Macrophages résidents tissulaires de la niche périvasculaire dans l'infarctus du myocarde – PERIMAC

Les macrophages tissulaires résidents (RTM) sont des composants cellulaires essentiels des tissus adultes qui régulent l'homéostasie au-delà de leurs fonctions classiques de surveillance immunitaire. Le cœur est un exemple prototypique de tissu adulte doté de RTM qui présentent des effets pléiotropes sur la fonction et le remodelage cardiaques. En particulier, dans des modèles expérimentaux de lésion cardiaque, il a été décrit que les RTM sont anti-fibrotiques, favorisent l'angiogenèse et régulent la réponse anti-inflammatoire en interagissant avec d'autres types de cellules immunitaires pour les conduire vers des phénotypes réparateurs. Les RTM cardiaques sont une population cellulaire hétérogène comprenant des macrophages développés à partir de précurseurs dérivés du sac vitellin ainsi que de monocytes dérivés du foie fœtal ou de la moelle osseuse. L'hétérogénéité des RTM cardiaques est également régie par leur localisation sous-tissulaire et les sous-populations de RTM dérivées des monocytes établissent des contacts étroits avec les vaisseaux sanguins, ce qui leur confère une série de fonctions importantes pour l'homéostasie et la pathologie cardiaques.

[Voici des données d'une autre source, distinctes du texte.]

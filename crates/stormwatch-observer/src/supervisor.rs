//! Listener supervision and self-restart.
//!
//! The status listener runs on a background tokio task that can die
//! without anyone noticing -- a fatal accept error, a task panic, an
//! external close. [`ListenerSupervisor`] owns the single listener slot
//! and exposes three operations: [`start`], [`health_check`] (run on the
//! host's health cadence), and [`stop`].
//!
//! All slot mutation happens under one async mutex, so a health-check
//! restart can never race an explicit shutdown into a double-close or a
//! second concurrently bound listener. Once [`stop`] has run, the
//! supervisor refuses further starts -- a late health-check tick cannot
//! resurrect the listener.
//!
//! [`start`]: ListenerSupervisor::start
//! [`health_check`]: ListenerSupervisor::health_check
//! [`stop`]: ListenerSupervisor::stop

use std::net::SocketAddr;
use std::sync::Arc;
use std::time::Duration;

use tokio::sync::{watch, Mutex};
use tokio::task::JoinHandle;
use tracing::{error, info, warn};

use crate::server::{self, ServerConfig, ServerError};
use crate::state::AppState;

/// How long a closing listener gets to finish in-flight responses
/// before the serve task is aborted.
const SHUTDOWN_GRACE: Duration = Duration::from_secs(2);

/// A live listener: its bound address, shutdown signal, and serve task.
#[derive(Debug)]
struct RunningListener {
    addr: SocketAddr,
    shutdown: watch::Sender<bool>,
    task: JoinHandle<()>,
}

/// Contents of the supervisor's single mutex region.
#[derive(Debug, Default)]
struct Slot {
    running: Option<RunningListener>,
    /// Remembered after the first successful bind so restarts reuse the
    /// same address even when port 0 was configured.
    bound_addr: Option<SocketAddr>,
    /// Set by [`ListenerSupervisor::stop`]; permanent.
    stopped: bool,
}

/// Owns the status listener's lifecycle.
pub struct ListenerSupervisor {
    config: ServerConfig,
    state: Arc<AppState>,
    slot: Mutex<Slot>,
}

impl ListenerSupervisor {
    /// Create a supervisor in the `Stopped` state (nothing bound yet).
    pub fn new(config: ServerConfig, state: Arc<AppState>) -> Self {
        Self {
            config,
            state,
            slot: Mutex::new(Slot::default()),
        }
    }

    /// Start the listener, or return the address of the one already
    /// running.
    ///
    /// # Errors
    ///
    /// Returns [`ServerError::Bind`] if the address is unavailable, or
    /// [`ServerError::Stopped`] after [`stop`](Self::stop) has run.
    pub async fn start(&self) -> Result<SocketAddr, ServerError> {
        let mut slot = self.slot.lock().await;
        if slot.stopped {
            return Err(ServerError::Stopped);
        }
        if let Some(running) = slot.running.as_ref()
            && !running.task.is_finished()
        {
            return Ok(running.addr);
        }
        // A finished task is a dead listener; close out its handle
        // before binding anew.
        if let Some(stale) = slot.running.take() {
            shut_down(stale).await;
        }

        let target = match slot.bound_addr {
            Some(addr) => addr,
            None => self.config.resolve()?,
        };
        let (listener, addr) = server::bind_listener(target).await?;

        let (shutdown_tx, shutdown_rx) = watch::channel(false);
        let state = Arc::clone(&self.state);
        let task = tokio::spawn(async move {
            if let Err(e) = server::serve(listener, state, shutdown_rx).await {
                error!(error = %e, "status server exited with error");
            }
        });

        slot.bound_addr = Some(addr);
        slot.running = Some(RunningListener {
            addr,
            shutdown: shutdown_tx,
            task,
        });
        info!(%addr, "status server listening");
        Ok(addr)
    }

    /// Verify the listener is alive and restart it if not.
    ///
    /// Run on the health-check cadence. Returns `true` when the
    /// listener is up afterwards. A failed restart is logged and left
    /// for the next cycle; it never panics or propagates.
    pub async fn health_check(&self) -> bool {
        {
            let slot = self.slot.lock().await;
            if slot.stopped {
                return false;
            }
            if let Some(running) = slot.running.as_ref()
                && !running.task.is_finished()
            {
                return true;
            }
        }

        warn!("status listener is down, attempting restart");
        match self.start().await {
            Ok(addr) => {
                info!(%addr, "status listener restored");
                true
            }
            Err(e) => {
                error!(error = %e, "status listener restart failed, retrying next health check");
                false
            }
        }
    }

    /// Stop and close the listener. Idempotent and permanent.
    pub async fn stop(&self) {
        let mut slot = self.slot.lock().await;
        slot.stopped = true;
        if let Some(running) = slot.running.take() {
            shut_down(running).await;
            info!("status server stopped");
        }
    }

    /// Address of the currently bound listener, if any.
    pub async fn bound_addr(&self) -> Option<SocketAddr> {
        let slot = self.slot.lock().await;
        slot.running.as_ref().map(|running| running.addr)
    }
}

impl std::fmt::Debug for ListenerSupervisor {
    fn fmt(&self, f: &mut std::fmt::Formatter<'_>) -> std::fmt::Result {
        f.debug_struct("ListenerSupervisor")
            .field("config", &self.config)
            .finish_non_exhaustive()
    }
}

/// Signal graceful shutdown and reap the serve task, aborting it if the
/// grace period elapses.
async fn shut_down(mut running: RunningListener) {
    let _ = running.shutdown.send(true);
    if tokio::time::timeout(SHUTDOWN_GRACE, &mut running.task)
        .await
        .is_err()
    {
        warn!("status server did not stop within grace period, aborting");
        running.task.abort();
    }
}

#[cfg(test)]
mod tests {
    #![allow(clippy::unwrap_used)]

    use std::sync::atomic::Ordering;

    use stormwatch_core::host::FixedWorldHost;

    use super::*;

    fn make_supervisor() -> ListenerSupervisor {
        let host = Arc::new(FixedWorldHost::new());
        let state = Arc::new(AppState::new(host, 32));
        state.ready.store(true, Ordering::Release);
        let config = ServerConfig {
            host: String::from("127.0.0.1"),
            port: 0,
        };
        ListenerSupervisor::new(config, state)
    }

    async fn fetch_status(addr: SocketAddr) -> Option<u16> {
        reqwest::get(format!("http://{addr}/status/"))
            .await
            .ok()
            .map(|r| r.status().as_u16())
    }

    #[tokio::test]
    async fn start_is_idempotent_while_listening() {
        let supervisor = make_supervisor();
        let first = supervisor.start().await.unwrap();
        let second = supervisor.start().await.unwrap();
        assert_eq!(first, second);
        assert_eq!(supervisor.bound_addr().await, Some(first));
        supervisor.stop().await;
    }

    #[tokio::test]
    async fn health_check_restores_killed_listener_on_same_address() {
        let supervisor = make_supervisor();
        let addr = supervisor.start().await.unwrap();
        assert_eq!(fetch_status(addr).await, Some(200));

        // Kill the serve task out from under the supervisor.
        {
            let slot = supervisor.slot.lock().await;
            if let Some(running) = slot.running.as_ref() {
                running.task.abort();
            }
        }
        // Wait for the abort to land.
        for _ in 0..50u32 {
            let slot = supervisor.slot.lock().await;
            if slot
                .running
                .as_ref()
                .is_some_and(|running| running.task.is_finished())
            {
                break;
            }
            drop(slot);
            tokio::time::sleep(Duration::from_millis(10)).await;
        }

        assert!(supervisor.health_check().await);
        assert_eq!(supervisor.bound_addr().await, Some(addr));
        assert_eq!(fetch_status(addr).await, Some(200));
        supervisor.stop().await;
    }

    #[tokio::test]
    async fn health_check_on_healthy_listener_is_a_no_op() {
        let supervisor = make_supervisor();
        let addr = supervisor.start().await.unwrap();
        assert!(supervisor.health_check().await);
        assert_eq!(supervisor.bound_addr().await, Some(addr));
        supervisor.stop().await;
    }

    #[tokio::test]
    async fn stop_is_idempotent_and_permanent() {
        let supervisor = make_supervisor();
        let addr = supervisor.start().await.unwrap();
        supervisor.stop().await;
        supervisor.stop().await;
        assert_eq!(supervisor.bound_addr().await, None);
        assert!(matches!(
            supervisor.start().await,
            Err(ServerError::Stopped)
        ));
        assert!(!supervisor.health_check().await);
        // The socket is actually released.
        assert!(server::probe(addr).await.is_ok());
    }

    #[tokio::test]
    async fn start_fails_when_address_in_use() {
        let holder = std::net::TcpListener::bind("127.0.0.1:0").unwrap();
        let addr = holder.local_addr().unwrap();
        let host = Arc::new(FixedWorldHost::new());
        let state = Arc::new(AppState::new(host, 32));
        let config = ServerConfig {
            host: String::from("127.0.0.1"),
            port: addr.port(),
        };
        let supervisor = ListenerSupervisor::new(config, state);
        assert!(matches!(
            supervisor.start().await,
            Err(ServerError::Bind(_))
        ));
    }
}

Ainsi, le tissu cardiaque semble contrôler la persistance des macrophages mais également le recrutement et la différenciation des monocytes. Cependant, les mécanismes précis qui régissent ces processus restent à définir. Comprendre comment les RTM interagissent avec les autres composants du tissu cardiaque pour façonner l'identité et les fonctions des macrophages est un défi majeur. En particulier, l'étude de la manière dont les caractéristiques spécifiques des RTM cardiaques sont établies et maintenues permettra de révéler dans quelle mesure les identités des cellules immunitaires sont dictées par l'environnement tissulaire ou par les qualités intrinsèques de leurs précurseurs.
L'hypothèse principale du projet est que les RTM qui sont localisés dans la niche péri-vasculaire acquièrent, en fonction du temps de résidence, une capacité réparatrice inégalée dans le tissu cardiaque.
Le projet PERIMAC comprend donc trois objectifs spécifiques :
Objectif 1 : Nous caractériserons l'identité péri-vasculaire des RTM dans le tissu cardiaque et nous découvrirons les signaux environnementaux impliqués dans cette programmation fonctionnelle dépendante de la niche sous-tissulaire. Nous supposons que l'expression de Vsig4 (V-set and immunoglobulin domain-containing protein 4) est une caractéristique exclusive des RTM péri-vasculaires. Nous pensons que les macrophages dérivés des monocytes et les macrophages d’origine embryonnaire contribuent au pool de RTM VSIG4+. Nous supposons que l'identité des RTM VSIG4+ est déterminée par les cytokines de type 2 et dépend principalement du temps de résidence dans la niche sous-tissulaire plutôt que des propriétés cellulaires intrinsèques de leurs précurseurs.
Objectif 2 : Nous évaluerons le rôle de ces RTM péri-vasculaires dans la réparation cardiaque post-ischémique chez des souris subissant un infarctus du myocarde induit chirurgicalement. Nous nous attendons à ce que les RTM VSIG4+ présentent une fonction réparatrice incontestée et empêchent le remodelage ventriculaire défavorable dans le cœur ischémique.
Objectif 3 : Nous allons déchiffrer les mécanismes moléculaires impliqués dans la fonction réparatrice dépendante des RTM péri-vasculaires. Comme VSIG4 est un récepteur du complément de la superfamille des immunoglobulines, nous supposons que le dépôt du complément C3 sur les cellules apoptotiques intensifie leur ingestion par les RTM VSIG4+, favorisant la résolution de l'inflammation et la réparation cardiaque. Nous supposons également que l'expression combinée de VSIG4, avec celle d'autres récepteurs efférocytaires, tels que TIMD4, co-exprimés spécifiquement sur les RTM, coordonne les fonctions des macrophages cardiaques et intensifie le programme anti-inflammatoire et de réparation tissulaire dans le cœur infarci.